Dataset entries:

//! Data models for WordSnap
//!
//! Defines the core data structures: Word, Collection, typed patches,
//! and the modal descriptor used by the UI state machine.

use chrono::{DateTime, Utc};
use serde::{Deserialize, Serialize};
use uuid::Uuid;

/// Reserved collection id representing every word.
pub const ALL_ID: &str = "all";

/// Reserved collection id representing every favorited word.
pub const FAV_ID: &str = "fav";

/// Glyph used when a collection is created without one.
pub const DEFAULT_EMOJI: &str = "📁";

/// A vocabulary entry
#[derive(Debug, Clone, Serialize, Deserialize, PartialEq)]
pub struct Word {
    /// Unique identifier
    pub id: Uuid,
    /// The word or phrase itself
    pub term: String,
    /// What it means
    pub definition: String,
    /// Free-form notes (may be empty)
    pub notes: String,
    /// Tags for organization
    pub tags: Vec<String>,
    /// Ids of the collections this word belongs to (never empty)
    pub collections: Vec<String>,
    /// Whether this word is favorited
    pub favorite: bool,
    /// When this word was added (immutable after creation)
    pub added_at: DateTime<Utc>,
}

impl Word {
    /// Create a new word with the given term and definition
    pub fn new(term: impl Into<String>, definition: impl Into<String>) -> Self {
        Self {
            id: Uuid::new_v4(),
            term: term.into(),
            definition: definition.into(),
            notes: String::new(),
            tags: Vec::new(),
            collections: vec![ALL_ID.to_string()],
            favorite: false,
            added_at: Utc::now(),
        }
    }

    /// Set the notes
    pub fn set_notes(&mut self, notes: impl Into<String>) {
        self.notes = notes.into();
    }

    /// Set all tags (replacing existing)
    pub fn set_tags(&mut self, tags: Vec<String>) {
        self.tags = tags;
    }

    /// Set the collection memberships, falling back to `all` when empty
    pub fn set_collections(&mut self, collections: Vec<String>) {
        self.collections = if collections.is_empty() {
            vec![ALL_ID.to_string()]
        } else {
            collections
        };
    }

    /// Check whether any searchable field contains `needle`
    ///
    /// Matching is case-insensitive substring over term, definition, and tags.
    /// `needle` must already be lowercased.
    pub fn matches(&self, needle: &str) -> bool {
        self.term.to_lowercase().contains(needle)
            || self.definition.to_lowercase().contains(needle)
            || self.tags.iter().any(|t| t.to_lowercase().contains(needle))
    }
}

/// Input for creating a word
///
/// Raw strings are trimmed by the store; empty tags are dropped and an
/// empty collections list defaults to `["all"]`. Validating that `term`
/// and `definition` are non-empty is the caller's job (the form layer).
#[derive(Debug, Clone, Default)]
pub struct WordDraft {
    pub term: String,
    pub definition: String,
    pub notes: String,
    pub tags: Vec<String>,
    pub collections: Vec<String>,
    pub favorite: bool,
}

/// Typed partial update for a word
///
/// `None` fields are left untouched. `added_at` and `id` are not
/// patchable.
#[derive(Debug, Clone, Default)]
pub struct WordPatch {
    pub term: Option<String>,
    pub definition: Option<String>,
    pub notes: Option<String>,
    pub tags: Option<Vec<String>>,
    pub collections: Option<Vec<String>>,
    pub favorite: Option<bool>,
}

impl WordPatch {
    /// Merge this patch into a word
    pub fn apply(self, word: &mut Word) {
        if let Some(term) = self.term {
            word.term = term;
        }
        if let Some(definition) = self.definition {
            word.definition = definition;
        }
        if let Some(notes) = self.notes {
            word.notes = notes;
        }
        if let Some(tags) = self.tags {
            word.tags = tags;
        }
        if let Some(collections) = self.collections {
            word.set_collections(collections);
        }
        if let Some(favorite) = self.favorite {
            word.favorite = favorite;
        }
    }
}

/// A named grouping of words
#[derive(Debug, Clone, Serialize, Deserialize, PartialEq, Eq)]
pub struct Collection {
    /// Stable slug identifier; `all` and `fav` are reserved
    pub id: String,
    /// Display name
    pub name: String,
    /// Display glyph
    pub emoji: String,
}

impl Collection {
    /// Create a collection with an explicit id
    pub fn new(id: impl Into<String>, name: impl Into<String>, emoji: impl Into<String>) -> Self {
        Self {
            id: id.into(),
            name: name.into(),
            emoji: emoji.into(),
        }
    }

    /// Whether `id` names one of the built-in virtual collections
    ///
    /// Reserved collections can never be deleted and exist for the
    /// store's whole lifetime.
    pub fn is_reserved(id: &str) -> bool {
        id == ALL_ID || id == FAV_ID
    }

    /// Derive a collection id from a display name
    ///
    /// Lowercases, collapses whitespace runs to single hyphens, and strips
    /// everything outside `[a-z0-9-]`. May return an empty string when the
    /// name has no usable characters.
    pub fn id_from_name(name: &str) -> String {
        name.trim()
            .to_lowercase()
            .split_whitespace()
            .collect::<Vec<_>>()
            .join("-")
            .chars()
            .filter(|c| c.is_ascii_lowercase() || c.is_ascii_digit() || *c == '-')
            .collect()
    }
}

/// Input for creating a collection
#[derive(Debug, Clone, Default)]
pub struct CollectionDraft {
    /// Display name (required; an empty name rejects the whole operation)
    pub name: String,
    /// Display glyph; `None` falls back to [`DEFAULT_EMOJI`]
    pub emoji: Option<String>,
    /// Explicit id; `None` derives one from the name
    pub id: Option<String>,
}

/// Typed partial update for a collection
///
/// The id is immutable and deliberately absent here.
#[derive(Debug, Clone, Default)]
pub struct CollectionPatch {
    pub name: Option<String>,
    pub emoji: Option<String>,
}

impl CollectionPatch {
    /// Merge this patch into a collection
    pub fn apply(self, collection: &mut Collection) {
        if let Some(name) = self.name {
            collection.name = name;
        }
        if let Some(emoji) = self.emoji {
            collection.emoji = emoji;
        }
    }
}

/// Descriptor for the currently open modal form
///
/// Edit variants carry the id of the record being edited; the record is
/// resolved against the store when the form is built.
#[derive(Debug, Clone, PartialEq, Eq)]
pub enum Modal {
    AddWord,
    EditWord(Uuid),
    AddCollection,
    EditCollection(String),
}

#[cfg(test)]
mod tests {
    use super::*;

    #[test]
    fn test_word_new() {
        let word = Word::new("Ephemeral", "Lasting for a very short time.");
        assert_eq!(word.term, "Ephemeral");
        assert_eq!(word.definition, "Lasting for a very short time.");
        assert!(word.notes.is_empty());
        assert!(word.tags.is_empty());
        assert_eq!(word.collections, vec![ALL_ID.to_string()]);
        assert!(!word.favorite);
    }

    #[test]
    fn test_word_set_collections_empty_defaults_to_all() {
        let mut word = Word::new("Term", "Definition");
        word.set_collections(vec!["tech".to_string()]);
        assert_eq!(word.collections, vec!["tech"]);

        word.set_collections(Vec::new());
        assert_eq!(word.collections, vec![ALL_ID.to_string()]);
    }

    #[test]
    fn test_word_matches() {
        let mut word = Word::new("Idempotent", "No additional effect when repeated.");
        word.set_tags(vec!["math".to_string(), "programming".to_string()]);

        assert!(word.matches("idem"));
        assert!(word.matches("effect"));
        assert!(word.matches("program"));
        assert!(!word.matches("biology"));
    }

    #[test]
    fn test_word_patch_apply() {
        let mut word = Word::new("Term", "Definition");
        let patch = WordPatch {
            definition: Some("Better definition".to_string()),
            favorite: Some(true),
            ..Default::default()
        };
        patch.apply(&mut word);

        assert_eq!(word.term, "Term");
        assert_eq!(word.definition, "Better definition");
        assert!(word.favorite);
    }

    #[test]
    fn test_word_patch_preserves_added_at() {
        let mut word = Word::new("Term", "Definition");
        let added_at = word.added_at;
        WordPatch {
            term: Some("Renamed".to_string()),
            ..Default::default()
        }
        .apply(&mut word);
        assert_eq!(word.added_at, added_at);
    }

    #[test]
    fn test_collection_is_reserved() {
        assert!(Collection::is_reserved("all"));
        assert!(Collection::is_reserved("fav"));
        assert!(!Collection::is_reserved("tech"));
        assert!(!Collection::is_reserved(""));
    }

    #[test]
    fn test_id_from_name() {
        assert_eq!(Collection::id_from_name("My Set!"), "my-set");
        assert_eq!(Collection::id_from_name("Tech Terms"), "tech-terms");
        assert_eq!(Collection::id_from_name("  GRE   Prep  "), "gre-prep");
        // a token stripped to nothing leaves its hyphens behind
        assert_eq!(Collection::id_from_name("C++ & Rust"), "c--rust");
        assert_eq!(Collection::id_from_name("2024 Goals"), "2024-goals");
    }

    #[test]
    fn test_id_from_name_can_be_empty() {
        assert_eq!(Collection::id_from_name(""), "");
        assert_eq!(Collection::id_from_name("!!!"), "");
        assert_eq!(Collection::id_from_name("   "), "");
    }

    #[test]
    fn test_collection_patch_apply() {
        let mut collection = Collection::new("tech", "Tech Terms", "💻");
        CollectionPatch {
            name: Some("Technology".to_string()),
            ..Default::default()
        }
        .apply(&mut collection);

        assert_eq!(collection.id, "tech");
        assert_eq!(collection.name, "Technology");
        assert_eq!(collection.emoji, "💻");
    }

    #[test]
    fn test_word_serialization() {
        let mut word = Word::new("Ubiquitous", "Found everywhere.");
        word.set_tags(vec!["general".to_string()]);
        let json = serde_json::to_string(&word).unwrap();
        let deserialized: Word = serde_json::from_str(&json).unwrap();
        assert_eq!(word, deserialized);
    }

    #[test]
    fn test_collection_serialization() {
        let collection = Collection::new("literature", "Literature", "🖋️");
        let json = serde_json::to_string(&collection).unwrap();
        let deserialized: Collection = serde_json::from_str(&json).unwrap();
        assert_eq!(collection, deserialized);
    }
}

## WHAT THE TASK REQUIRES
Which lines run from the one holding "pub fn apply(self, collection: &mut" through the one holding "the record is" in the records above? Repeat them exactly, both included, and nothing more.

## OUTPUT FOR THIS TASK
    pub fn apply(self, collection: &mut Collection) {
        if let Some(name) = self.name {
            collection.name = name;
        }
        if let Some(emoji) = self.emoji {
            collection.emoji = emoji;
        }
    }
}

/// Descriptor for the currently open modal form
///
/// Edit variants carry the id of the record being edited; the record is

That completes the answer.